Biography

Arthur JAFA

Photo by Rober Hamacher. Courtesy the artist and Gavin Brown's enterprise, New York/Rome.

Nominated by Tumelo Mosaka

Arthur Jafa (b. 1960, Tulepo, Mississippi) is an artist, filmmaker and cinematographer. Across three decades, Jafa has developed a dynamic practice comprising films, artefacts and happenings that reference and question the universal and specific articulations of Black being. Underscoring the many facets of Jafa’s practice is a recurring question: how can visual media, such as objects, static and moving images, transmit the equivalent "power, beauty and alienation" embedded within forms of Black music in US culture?
Jafa’s films have garnered acclaim at the Los Angeles, New York and Black Star Film Festivals and his artwork is represented in celebrated collections worldwide including The Metropolitan Museum of Art, The Museum of Modern Art, The Tate, The San Francisco Museum of Modern Art, The Studio Museum in Harlem, The High Museum Atlanta, The Dallas Museum of Art, The Museum of Contemporary Art in Chicago, Stedelijk, Luma Foundation, The Perez Art Museum Miami, Los Angeles Museum of Contemporary Art, The Hirshhorn Museum and Sculpture Garden; and the Smithsonian American Art Museum, among others.
Jafa has current and forthcoming solo exhibitions of his work at the Pérez Art Museum Miami; the Berkeley Art Museum and Pacific Film Archives; Galerie Rudolfinum, Prague; Moderna Museet, Stockholm; and the Louisiana Museum of Modern Art, Denmark.

Work(s)

" Love Is The Message, The Message Is Death, 2016 "

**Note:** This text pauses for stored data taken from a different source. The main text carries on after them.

mod common;

use std::sync::Arc;
use std::time::Duration;

use common::ManualSource;
use sightline_runtime::registry::{
    ChannelKind, ElementId, MonitorRegistry, RegisterOutcome, Registration, Subscriber, WindowId,
};
use sightline_runtime::{ChannelState, DisplayError, MacroTable};

fn subscriber(window: u32, element: u32) -> Subscriber {
    Subscriber {
        window: WindowId(window),
        element: ElementId(element),
        position: 0,
    }
}

fn register(
    registry: &MonitorRegistry,
    name: &str,
    macros: &MacroTable,
    subscriber: Subscriber,
    kind: ChannelKind,
) -> Result<RegisterOutcome, DisplayError> {
    registry.register(Registration {
        name,
        macros,
        subscriber,
        kind,
        origin: "test",
    })
}

fn slot(outcome: Result<RegisterOutcome, DisplayError>) -> sightline_runtime::SlotId {
    match outcome.expect("register") {
        RegisterOutcome::Registered(slot) => slot,
        RegisterOutcome::Skipped => panic!("registration skipped"),
    }
}

#[test]
fn names_equal_after_substitution_share_one_slot() {
    let source = Arc::new(ManualSource::default());
    let registry = MonitorRegistry::new(source.clone(), 16, Duration::ZERO);
    let first = slot(register(
        &registry,
        "$(P):CURRENT",
        &MacroTable::parse("P=BEAM"),
        subscriber(0, 0),
        ChannelKind::External,
    ));
    let second = slot(register(
        &registry,
        " BEAM:CURRENT ",
        &MacroTable::new(),
        subscriber(0, 1),
        ChannelKind::External,
    ));
    let third = slot(register(
        &registry,
        "$(SYS):$(SIG)",
        &MacroTable::parse("SYS=BEAM,SIG=CURRENT"),
        subscriber(1, 0),
        ChannelKind::External,
    ));
    assert_eq!(first, second);
    assert_eq!(first, third);
    assert_eq!(registry.len(), 1);
    assert_eq!(source.connects(), vec!["BEAM:CURRENT"]);
    assert_eq!(registry.lookup("BEAM:CURRENT").expect("lookup").subscribers, 3);
}

#[test]
fn update_reaches_every_subscriber_in_order() {
    let source = Arc::new(ManualSource::default());
    let registry = MonitorRegistry::new(source.clone(), 16, Duration::ZERO);
    let macros = MacroTable::new();
    slot(register(&registry, "PV", &macros, subscriber(0, 0), ChannelKind::External));
    slot(register(&registry, "PV", &macros, subscriber(0, 3), ChannelKind::External));

    assert_eq!(source.publish("PV", ChannelState::connected(1.0)), 1);
    assert_eq!(source.publish("PV", ChannelState::connected(2.0)), 1);

    let first = registry.try_next().expect("first update");
    assert_eq!(first.targets.len(), 2);
    assert!(first.targets.iter().all(|target| target.initialize));
    let second = registry.try_next().expect("second update");
    assert!(second.targets.iter().all(|target| !target.initialize));
    assert!((second.state.value - 2.0).abs() < f64::EPSILON);
    assert!(registry.try_next().is_none());
}

#[test]
fn empty_and_unresolvable_names_are_not_registered() {
    let source = Arc::new(ManualSource::default());
    let registry = MonitorRegistry::new(source.clone(), 16, Duration::ZERO);
    assert_eq!(
        register(&registry, "   ", &MacroTable::new(), subscriber(0, 0), ChannelKind::External),
        Err(DisplayError::EmptyName)
    );
    assert_eq!(
        register(&registry, "$(P):X", &MacroTable::new(), subscriber(0, 0), ChannelKind::External),
        Ok(RegisterOutcome::Skipped)
    );
    assert!(registry.is_empty());
    assert!(source.connects().is_empty());
}

#[test]
fn soft_channels_alias_without_connecting() {
    let source = Arc::new(ManualSource::default());
    let registry = MonitorRegistry::new(source.clone(), 16, Duration::ZERO);
    let macros = MacroTable::new();
    let owner = subscriber(0, 0);
    let alias = subscriber(0, 1);
    let first = slot(register(&registry, "CALC1", &macros, owner, ChannelKind::Soft));
    let second = slot(register(&registry, "CALC1", &macros, alias, ChannelKind::Soft));
    assert_eq!(first, second);
    assert!(source.connects().is_empty());
    assert!(registry.owns_soft(first, owner));
    assert!(!registry.owns_soft(first, alias));

    let snapshot = registry.lookup("CALC1").expect("lookup");
    assert_eq!(snapshot.kind, ChannelKind::Soft);
    assert!(snapshot.state.is_connected());
}

#[test]
fn full_table_reports_exhaustion() {
    let source = Arc::new(ManualSource::default());
    let registry = MonitorRegistry::new(source, 1, Duration::ZERO);
    let macros = MacroTable::new();
    slot(register(&registry, "A", &macros, subscriber(0, 0), ChannelKind::External));
    assert!(matches!(
        register(&registry, "B", &macros, subscriber(0, 1), ChannelKind::External),
        Err(DisplayError::SlotExhausted(name)) if name == "B"
    ));
    // Existing names still dedup on a full table.
    slot(register(&registry, "A", &macros, subscriber(0, 2), ChannelKind::External));
}

#[test]
fn concurrent_producers_never_tear_reads() {
    let source = Arc::new(ManualSource::default());
    let registry = MonitorRegistry::new(source.clone(), 16, Duration::ZERO);
    let slot = slot(register(
        &registry,
        "FAST",
        &MacroTable::new(),
        subscriber(0, 0),
        ChannelKind::External,
    ));
    let producers: Vec<_> = (0..4)
        .map(|worker| {
            let source = Arc::clone(&source);
            std::thread::spawn(move || {
                for step in 0..200 {
                    let value = f64::from(worker * 1000 + step);
                    let state = ChannelState::connected(value).with_display_limits(value, value);
                    source.publish("FAST", state);
                }
            })
        })
        .collect();
    for _ in 0..200 {
        if let Some(state) = registry.state(slot) {
            // Value and limits come from the same publish.
            assert!((state.display.low - state.value).abs() < f64::EPSILON || !state.is_connected());
        }
    }
    for producer in producers {
        producer.join().expect("producer");
    }
    let mut delivered = 0;
    while registry.try_next().is_some() {
        delivered += 1;
    }
    assert_eq!(delivered, 800);
}

#[test]
fn late_registration_catches_up_only_the_new_subscriber() {
    let source = Arc::new(ManualSource::default());
    let registry = MonitorRegistry::new(source.clone(), 16, Duration::ZERO);
    let macros = MacroTable::new();
    let early = subscriber(0, 0);
    let late = subscriber(1, 0);
    slot(register(&registry, "PV", &macros, early, ChannelKind::External));
    source.publish("PV", ChannelState::connected(1.0));
    assert!(registry.try_next().is_some());

    slot(register(&registry, "PV", &macros, late, ChannelKind::External));
    let catch_up = registry.try_next().expect("catch-up");
    assert_eq!(catch_up.targets.len(), 1);
    assert_eq!(catch_up.targets[0].subscriber, late);
    assert!(catch_up.targets[0].initialize);
    assert!(registry.try_next().is_none());

    source.publish("PV", ChannelState::connected(2.0));
    let next = registry.try_next().expect("update");
    assert_eq!(next.targets.len(), 2);
    assert!(next.targets.iter().all(|target| !target.initialize));
}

Courtesy the artist and Gavrin Brown's enterprise, New York/Rome ©Arthur Jafa, 2019

Arthur Jaffa’s Love Is the Message. The Message Is Death was nominated by the South African independent curator Tumelo Mosaka. In his words, the video “traces the representation of Black identity through a spectrum of largely popular images. From violent protests against police brutality in the United States, to bodies celebrating on streets as a testament about media representations of blackness. This work captures how black existence has endured attempts of injustice and exclusion. For Jafa this work has been a process of working through and sometimes beyond existing imaginary tropes drawn from multiple sources from print to media. It offers a mosaic of black culture under threat.”